Reply to Mary Rahme
Russell A. Hunt
[Response, as published in College English, 37:7 (March 1976), 703, to "What Is So Sacred About Writing?"]


Most of the points made by Ms. Rahme are, I think, thoroughly considered in my original article and need no rehashing here. I think one matter, however, may be worth considering at more length.

I had assumed that it went without saying that writing and speaking are two different means of communication, and that the advantages of written over oral language for many intellectual purposes were obvious. Apparently it does not go without saying.

Let me say, then, that it is abundantly clear that the amount of pre- (and post-) meditation involved in the composition of a written sentence, as well as the complexity of syntax that is possible when words are displayed on a page rather than being sequentially detonated in time, makes written language an  tool for intellectual exploration as well as for discourse and explanation. It is not so much that syntactically complex sentences (like the preceding one) are impossible in oral communication, but that subtle and intricately structured arguments (not to mention poems, stories, or novels) are impossible in that form. It is a dismal fantasy to think that artifacts like Ulysses, or "Flowering Judas" – or even "The Hill Wife" or The Way of the World, both ostensibly "conversational" – could have been conceived or executed in any form but the mechanically written word. And indeed, the first two (at least) can only be adequately attended to in such a form.

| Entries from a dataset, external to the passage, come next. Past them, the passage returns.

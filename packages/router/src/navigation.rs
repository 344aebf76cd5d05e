//! Types relating to navigation.

use crate::{
    params::{ParamValue, Params},
    query::{Query, QueryValue},
};

/// A structured navigation target.
///
/// Every field is optional: a location with only `params` changes the params of the current
/// route, one with only a `query` keeps the current path.
///
/// ```rust
/// # use waypoint_router::prelude::*;
/// let by_name = Location::named("user").param("id", "42").query_value("tab", "posts");
/// let by_path = Location::path("../settings").append(true);
/// ```
#[derive(Clone, Debug, Default, PartialEq)]
pub struct Location {
    pub name: Option<String>,
    pub path: Option<String>,
    /// With or without the leading `#`.
    pub hash: Option<String>,
    pub query: Option<Query>,
    pub params: Option<Params>,
    /// Resolve a relative path below the current path instead of next to it.
    pub append: bool,
    /// Replace the current history entry when this location is the target of a guard redirect.
    pub replace: bool,
    pub(crate) normalized: bool,
}

impl Location {
    /// Create a [`Location`] for `path`, which may include a query and a fragment.
    pub fn path(path: impl Into<String>) -> Self {
        Self {
            path: Some(path.into()),
            ..Default::default()
        }
    }

    /// Create a [`Location`] for the route named `name`.
    pub fn named(name: impl Into<String>) -> Self {
        Self {
            name: Some(name.into()),
            ..Default::default()
        }
    }

    /// Create a [`Location`] that only changes params.
    pub fn with_params(params: Params) -> Self {
        Self {
            params: Some(params),
            ..Default::default()
        }
    }

    pub fn param(mut self, key: impl Into<String>, value: impl Into<ParamValue>) -> Self {
        self.params
            .get_or_insert_with(Params::new)
            .insert(key.into(), value.into());
        self
    }

    pub fn query(mut self, query: Query) -> Self {
        self.query = Some(query);
        self
    }

    pub fn query_value(mut self, key: impl Into<String>, value: impl Into<QueryValue>) -> Self {
        self.query
            .get_or_insert_with(Query::new)
            .insert(key.into(), value.into());
        self
    }

    pub fn hash(mut self, hash: impl Into<String>) -> Self {
        self.hash = Some(hash.into());
        self
    }

    pub fn append(mut self, append: bool) -> Self {
        self.append = append;
        self
    }

    pub fn replace(mut self, replace: bool) -> Self {
        self.replace = replace;
        self
    }

    /// Whether this location was produced by the normalizer.
    pub fn is_normalized(&self) -> bool {
        self.normalized
    }
}

/// A navigation target as given by callers: a location string or a structured [`Location`].
#[derive(Clone, Debug, PartialEq)]
pub enum RawLocation {
    Path(String),
    Location(Location),
}

impl RawLocation {
    /// Whether a guard redirect to this target should replace the current history entry.
    pub fn is_replace(&self) -> bool {
        matches!(self, Self::Location(location) if location.replace)
    }

    /// Whether this target names a destination: a path or a route name. A [`Location`] with
    /// neither only carries query, hash or params.
    pub fn has_destination(&self) -> bool {
        match self {
            Self::Path(_) => true,
            Self::Location(location) => location.path.is_some() || location.name.is_some(),
        }
    }

    /// View this target as a [`Location`].
    pub fn into_location(self) -> Location {
        match self {
            Self::Path(path) => Location::path(path),
            Self::Location(location) => location,
        }
    }
}

impl From<&str> for RawLocation {
    fn from(path: &str) -> Self {
        Self::Path(path.to_string())
    }
}

impl From<String> for RawLocation {
    fn from(path: String) -> Self {
        Self::Path(path)
    }
}

impl From<&String> for RawLocation {
    fn from(path: &String) -> Self {
        Self::Path(path.clone())
    }
}

impl From<Location> for RawLocation {
    fn from(location: Location) -> Self {
        Self::Location(location)
    }
}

This is true because of the mechanical relationship between the work and its audience, as well as that between the creator and his work. A tape-recorded version of Emma or even of All the President's Men becomes an obviously ludicrous folly as soon as it is envisioned concretely. How much tape would you need? How long would it take to "read" it? How, mechanically, might you cross-refer? How about an index or notes? Who could read it for the recording and avoid both monotone and individual interpretation? How would I read it in the bathroom? There is an endless succession of obvious and equally unanswerable questions.

It seems not only an oddly irresponsible, but an entirely thoughtless species of folly to ask, as Ms. Rahme does, "what is so sacred about writing?" It is far more than sacred, and it is in practice indispensable: far, far more than "merely a technology for transmitting speech." To forget this and carelessly accept the hardware merchants' assurances that words are just data, anyway, would be to abandon civilization itself. It is perhaps premature to sound this particular alarm at this point – but I find it distressing that composition teachers such as Ms. Rahme are so willing to subscribe to these trendy and simplistic slogans.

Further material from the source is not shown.